Before you go searching, Part 2 is on the One Proud Monkey blog :)
So I find myself in a hotel room in Gunnedah, there’s a pool outside my door which would probably be OK but its current occupants are blasting Alan Jackson and talking about how to “fix” Australia so I’m getting a kryptonitish reaction to the area, despite it being 42 degrees.
So how did I get here 3 weeks into the new year? You may have heard that I won a regional songwriters competition to play at the Tamworth Country Music festival. Now, I’m reliably informed that Tamworth these days is as much country as Bluesfest is blues… i.e. not so much… lucky, cause I don’t play country music… do I?
A lot of my music making life has been based around, and some may say limited by, the constraints I’ve put on myself - early on it was “I can’t sing” even though I loved writing lyrics and trying to make up melodies. I’d researched rock history and found a bunch of great writers who weren’t frontmen for bands… so I was OK with it. For a while.

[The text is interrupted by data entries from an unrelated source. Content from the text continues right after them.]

//! pcap 抓包文件中的 RTP 包.
//!
//! 只取以太网 (可带一层 802.1Q 标签) 或裸 IP 链路上未分片的 IPv4/UDP 报文,
//! UDP 负载像 RTP (版本 2, 负载类型不与 RTCP 冲突) 时才交出.

use byteorder::{BigEndian, ByteOrder, LittleEndian};
use bytes::Bytes;
use log::{debug, warn};
use yun_core::{YunError, YunResult};
use yun_format::IoContext;

use super::{ArchiveFormat, ArchiveReader};
use crate::packet::{RTP_HEADER_SIZE, RTP_VERSION, is_media_payload_type};

/// 微秒时间戳的魔数
pub const MAGIC_MICROS: u32 = 0xA1B2_C3D4;
/// 纳秒时间戳的魔数
pub const MAGIC_NANOS: u32 = 0xA1B2_3C4D;

const GLOBAL_HEADER_SIZE: usize = 24;
const RECORD_HEADER_SIZE: usize = 16;

pub const LINKTYPE_ETHERNET: u32 = 1;
pub const LINKTYPE_RAW: u32 = 101;

const ETHERTYPE_IPV4: u16 = 0x0800;
const ETHERTYPE_VLAN: u16 = 0x8100;
const IPPROTO_UDP: u8 = 17;

#[derive(Debug, Clone, Copy, PartialEq, Eq)]
enum Endian {
    Little,
    Big,
}

impl Endian {
    fn read_u32(self, buf: &[u8]) -> u32 {
        match self {
            Self::Little => LittleEndian::read_u32(buf),
            Self::Big => BigEndian::read_u32(buf),
        }
    }
}

/// 由文件头的魔数判断字节序
fn magic_endian(head: &[u8]) -> Option<Endian> {
    let head = head.get(0..4)?;
    let is_magic = |m: u32| m == MAGIC_MICROS || m == MAGIC_NANOS;
    if is_magic(LittleEndian::read_u32(head)) {
        Some(Endian::Little)
    } else if is_magic(BigEndian::read_u32(head)) {
        Some(Endian::Big)
    } else {
        None
    }
}

/// 文件头是否为 pcap 魔数
pub(crate) fn is_pcap_magic(head: &[u8]) -> bool {
    magic_endian(head).is_some()
}

/// pcap 读取器
pub struct PcapReader {
    io: IoContext,
    endian: Endian,
    link_type: u32,
    frames: u64,
    skipped: u64,
}

impl PcapReader {
    pub fn open(mut io: IoContext) -> YunResult<Self> {
        let mut header = [0u8; GLOBAL_HEADER_SIZE];
        io.read_exact(&mut header).map_err(|e| match e {
            YunError::Eof => YunError::InvalidData("pcap: 文件头不完整".into()),
            e => e,
        })?;
        let endian = magic_endian(&header).ok_or_else(|| {
            YunError::InvalidData(format!(
                "pcap: 魔数错误 {:#010x}",
                BigEndian::read_u32(&header[0..4])
            ))
        })?;
        let link_type = endian.read_u32(&header[20..24]);
        if link_type != LINKTYPE_ETHERNET && link_type != LINKTYPE_RAW {
            return Err(YunError::Unsupported(format!("pcap: 不支持的链路类型 {link_type}")));
        }
        debug!("打开 pcap 归档: {endian:?}, 链路类型 {link_type}");
        Ok(Self {
            io,
            endian,
            link_type,
            frames: 0,
            skipped: 0,
        })
    }

    /// 被跳过的非 RTP 报文数
    pub fn skipped(&self) -> u64 {
        self.skipped
    }

    fn read_frame(&mut self) -> YunResult<Option<Vec<u8>>> {
        if self.io.peek(1)?.is_empty() {
            return Ok(None);
        }
        let mut head = [0u8; RECORD_HEADER_SIZE];
        let frame = self.io.read_exact(&mut head).and_then(|()| {
            let captured = self.endian.read_u32(&head[8..12]) as usize;
            self.io.read_bytes(captured)
        });
        match frame {
            Ok(frame) => {
                self.frames += 1;
                Ok(Some(frame))
            }
            Err(YunError::Eof) => {
                warn!("pcap 第 {} 个报文被截断, 按归档结束处理", self.frames + 1);
                Ok(None)
            }
            Err(e) => Err(e),
        }
    }
}

/// 从一帧链路层数据中取出 UDP 负载
fn udp_payload(frame: &[u8], link_type: u32) -> Option<&[u8]> {
    let ip = if link_type == LINKTYPE_ETHERNET {
        let mut ethertype = BigEndian::read_u16(frame.get(12..14)?);
        let mut offset = 14;
        if ethertype == ETHERTYPE_VLAN {
            ethertype = BigEndian::read_u16(frame.get(16..18)?);
            offset = 18;
        }
        if ethertype != ETHERTYPE_IPV4 {
            return None;
        }
        frame.get(offset..)?
    } else {
        frame
    };

    let first = *ip.first()?;
    if first >> 4 != 4 {
        return None;
    }
    let ihl = usize::from(first & 0x0F) * 4;
    if ihl < 20 || *ip.get(9)? != IPPROTO_UDP {
        return None;
    }
    // MF 位或片偏移非零
    if BigEndian::read_u16(ip.get(6..8)?) & 0x3FFF != 0 {
        return None;
    }
    let total = usize::from(BigEndian::read_u16(ip.get(2..4)?));
    let udp = ip.get(ihl..total.min(ip.len()))?;
    let udp_len = usize::from(BigEndian::read_u16(udp.get(4..6)?));
    if udp_len < 8 {
        return None;
    }
    udp.get(8..udp_len.min(udp.len()))
}

fn looks_like_rtp(data: &[u8]) -> bool {
    data.len() >= RTP_HEADER_SIZE && data[0] >> 6 == RTP_VERSION && is_media_payload_type(data[1] & 0x7F)
}

impl ArchiveReader for PcapReader {
    fn next_record(&mut self) -> YunResult<Option<Bytes>> {
        while let Some(frame) = self.read_frame()? {
            match udp_payload(&frame, self.link_type) {
                Some(payload) if looks_like_rtp(payload) => {
                    return Ok(Some(Bytes::copy_from_slice(payload)));
                }
                _ => self.skipped += 1,
            }
        }
        debug!("pcap 归档结束: {} 个报文, 跳过 {}", self.frames, self.skipped);
        Ok(None)
    }

    fn format(&self) -> ArchiveFormat {
        ArchiveFormat::Pcap
    }
}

But sometimes you run out of water to douse the flames and the want to sing my own songs got too great.
So I started getting singing lessons. But I didn’t tell anyone ‘cause - well, REAL singers don’t need lessons right? That’s what I told myself… then I saw James Hetfield on a doco talking about HIS singing lessons. OK, so maybe they do.
There was a rough time where I almost put the guitar down for good, it felt like I couldn’t do what I wanted and I was forcing myself into situations that weren’t pleasant for me (or the audience honestly) but a chance meeting and collaboration in London kicked off the dream again (thanks Azza!)

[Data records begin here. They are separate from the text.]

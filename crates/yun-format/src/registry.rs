//! 容器格式注册表.
//!
//! 管理所有已注册的解封装器/封装器, 支持按格式标识或名称查找, 以及自动探测.

use std::collections::HashMap;

use log::debug;
use yun_core::{YunError, YunResult};

use crate::demuxer::Demuxer;
use crate::format_id::FormatId;
use crate::io::IoContext;
use crate::muxer::Muxer;
use crate::probe::{FormatProbe, PROBE_SIZE, ProbeResult};

/// 解封装器工厂函数类型
pub type DemuxerFactory = fn() -> YunResult<Box<dyn Demuxer>>;

/// 封装器工厂函数类型
pub type MuxerFactory = fn() -> YunResult<Box<dyn Muxer>>;

/// 打开输入/输出时的格式提示
///
/// `name` 指定格式短名称时直接使用; 否则由 `filename` 的扩展名
/// 与头部数据探测.
#[derive(Debug, Clone, Default)]
pub struct FormatHint {
    /// 格式短名称 (如 `"mpegts"`)
    pub name: Option<String>,
    /// 文件名, 用于扩展名匹配
    pub filename: Option<String>,
}

impl FormatHint {
    /// 按格式名称
    pub fn named(name: impl Into<String>) -> Self {
        Self {
            name: Some(name.into()),
            filename: None,
        }
    }

    /// 按文件名
    pub fn file(filename: impl Into<String>) -> Self {
        Self {
            name: None,
            filename: Some(filename.into()),
        }
    }

    /// 解析显式给出的格式名, 未知名称为 `BadValue`
    pub fn format_id(&self) -> YunResult<Option<FormatId>> {
        match &self.name {
            Some(name) => FormatId::from_name(name)
                .map(Some)
                .ok_or_else(|| YunError::BadValue(format!("未知的容器格式: {name}"))),
            None => Ok(None),
        }
    }
}

/// 容器格式注册表
pub struct FormatRegistry {
    /// 解封装器工厂映射
    demuxers: HashMap<FormatId, DemuxerEntry>,
    /// 封装器工厂映射
    muxers: HashMap<FormatId, MuxerEntry>,
    /// 格式探测器列表
    probes: Vec<Box<dyn FormatProbe + Send + Sync>>,
}

/// 解封装器注册条目
struct DemuxerEntry {
    name: String,
    factory: DemuxerFactory,
}

/// 封装器注册条目
struct MuxerEntry {
    name: String,
    factory: MuxerFactory,
}

impl FormatRegistry {
    /// 创建空的注册表
    pub fn new() -> Self {
        Self {
            demuxers: HashMap::new(),
            muxers: HashMap::new(),
            probes: Vec::new(),
        }
    }

    /// 注册一个解封装器
    pub fn register_demuxer(
        &mut self,
        format_id: FormatId,
        name: impl Into<String>,
        factory: DemuxerFactory,
    ) {
        self.demuxers.insert(
            format_id,
            DemuxerEntry {
                name: name.into(),
                factory,
            },
        );
    }

    /// 注册一个封装器
    pub fn register_muxer(&mut self, format_id: FormatId, name: impl Into<String>, factory: MuxerFactory) {
        self.muxers.insert(
            format_id,
            MuxerEntry {
                name: name.into(),
                factory,
            },
        );
    }

    /// 注册一个格式探测器
    pub fn register_probe(&mut self, probe: Box<dyn FormatProbe + Send + Sync>) {
        self.probes.push(probe);
    }

    /// 创建指定格式的解封装器实例
    pub fn create_demuxer(&self, format_id: FormatId) -> YunResult<Box<dyn Demuxer>> {
        let entry = self
            .demuxers
            .get(&format_id)
            .ok_or_else(|| YunError::FormatNotFound(format!("未找到 {format_id} 的解封装器")))?;
        (entry.factory)()
    }

    /// 创建指定格式的封装器实例
    pub fn create_muxer(&self, format_id: FormatId) -> YunResult<Box<dyn Muxer>> {
        let entry = self
            .muxers
            .get(&format_id)
            .ok_or_else(|| YunError::FormatNotFound(format!("未找到 {format_id} 的封装器")))?;
        (entry.factory)()
    }

    /// 按提示创建封装器
    ///
    /// 优先使用格式名称, 其次文件扩展名; 两者都无法确定时为 `BadValue`.
    pub fn create_muxer_for(&self, hint: &FormatHint) -> YunResult<Box<dyn Muxer>> {
        let format_id = match hint.format_id()? {
            Some(id) => id,
            None => hint
                .filename
                .as_deref()
                .and_then(FormatId::from_filename)
                .ok_or_else(|| YunError::BadValue("无法确定输出格式".into()))?,
        };
        self.create_muxer(format_id)
    }

    /// 探测数据的容器格式
    ///
    /// 遍历所有已注册的探测器, 返回置信度最高的结果.
    pub fn probe(&self, data: &[u8], filename: Option<&str>) -> Option<ProbeResult> {
        let mut best: Option<ProbeResult> = None;
        for probe in &self.probes {
            if let Some(score) = probe.probe(data, filename) {
                let is_better = best.as_ref().is_none_or(|b| score > b.score);
                if is_better {
                    best = Some(ProbeResult {
                        format_id: probe.format_id(),
                        score,
                    });
                }
            }
        }
        best
    }

    /// 获取所有已注册的解封装器名称
    pub fn list_demuxers(&self) -> Vec<(FormatId, &str)> {
        let mut list: Vec<(FormatId, &str)> = self
            .demuxers
            .iter()
            .map(|(id, entry)| (*id, entry.name.as_str()))
            .collect();
        list.sort_by_key(|(_, name)| *name);
        list
    }

    /// 获取所有已注册的封装器名称
    pub fn list_muxers(&self) -> Vec<(FormatId, &str)> {
        let mut list: Vec<(FormatId, &str)> = self
            .muxers
            .iter()
            .map(|(id, entry)| (*id, entry.name.as_str()))
            .collect();
        list.sort_by_key(|(_, name)| *name);
        list
    }

    /// 探测输入格式 (不打开解封装器)
    ///
    /// 通过预读获取头部数据, 不消耗输入, 因此不要求输入可 seek.
    pub fn probe_input(&self, io: &mut IoContext, filename: Option<&str>) -> YunResult<ProbeResult> {
        let head = io.peek(PROBE_SIZE)?;
        self.probe(head, filename)
            .ok_or_else(|| YunError::FormatNotFound("无法识别输入格式".into()))
    }

    /// 按提示创建并打开解封装器
    ///
    /// 给出格式名称时直接使用, 否则自动探测.
    pub fn open_input(&self, io: &mut IoContext, hint: &FormatHint) -> YunResult<Box<dyn Demuxer>> {
        let format_id = match hint.format_id()? {
            Some(id) => id,
            None => {
                let result = self.probe_input(io, hint.filename.as_deref())?;
                debug!("探测到输入格式 {} (分数 {})", result.format_id, result.score);
                result.format_id
            }
        };
        let mut demuxer = self.create_demuxer(format_id)?;
        demuxer.open(io)?;
        Ok(demuxer)
    }
}

impl Default for FormatRegistry {
    fn default() -> Self {
        Self::new()
    }
}

#[cfg(test)]
mod tests {
    use super::*;
    use crate::io::MemoryBackend;

    fn registry() -> FormatRegistry {
        let mut r = FormatRegistry::new();
        crate::register_all(&mut r);
        r
    }

    #[test]
    fn test_注册表_包含内置格式() {
        let r = registry();
        assert!(r.create_muxer(FormatId::MpegTs).is_ok());
        assert!(r.create_demuxer(FormatId::YunRaw).is_ok());
        let names: Vec<&str> = r.list_muxers().into_iter().map(|(_, n)| n).collect();
        assert_eq!(names, vec!["mpegts", "yunraw"]);
    }

    #[test]
    fn test_未知格式名() {
        let r = registry();
        let err = r.create_muxer_for(&FormatHint::named("avi")).err().unwrap();
        assert!(matches!(err, YunError::BadValue(_)));
        let muxer = r.create_muxer_for(&FormatHint::file("out-%03d.ts")).unwrap();
        assert_eq!(muxer.format_id(), FormatId::MpegTs);
        assert!(r.create_muxer_for(&FormatHint::default()).is_err());
    }

    #[test]
    fn test_探测不消耗输入() {
        let r = registry();
        let mut data = Vec::new();
        for _ in 0..4 {
            let mut pkt = [0xFFu8; 188];
            pkt[0] = 0x47;
            data.extend_from_slice(&pkt);
        }
        let mut io = IoContext::new(Box::new(MemoryBackend::from_data(data)));
        let result = r.probe_input(&mut io, None).unwrap();
        assert_eq!(result.format_id, FormatId::MpegTs);
        assert_eq!(io.read_u8().unwrap(), 0x47);
    }

    #[test]
    fn test_无法识别的输入() {
        let r = registry();
        let mut io = IoContext::new(Box::new(MemoryBackend::from_data(vec![0u8; 64])));
        let err = r.open_input(&mut io, &FormatHint::default()).err().unwrap();
        assert!(matches!(err, YunError::FormatNotFound(_)));
    }
}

I began writing songs I actually liked playing again, maybe for the first time actually, started playing at open mic nights, played a couple of “joke” songs ‘cause at least if people laughed then I could handle that… better than being ignored…
I listened to someone who told me if I wanted to play music and live in Dubbo I’d have to play covers, “‘cause no one likes songs they don’t know” - fair enough, but I wasn’t good at it. Not ‘cause I COULDN’T do it, because I didn’t want to… it just didn’t fit - like putting unleaded fuel in a diesel car (…and that’s the extent of my knowledge about cars)
When I play a song I wrote I get a buzz. And that’s all I wanted. An expression. An outlet. When I started to think about it I realised the only thing that’s ever really held me back was what I thought I was supposed to be.
So, this week, I’m going to play my songs for some people. Maybe some people will even think they’re country songs, maybe some people will even like them. And having that opportunity is very cool. When you embrace “different” the limitations fall away - it’s a beautiful feeling so I’m gonna go with it and see where I end up!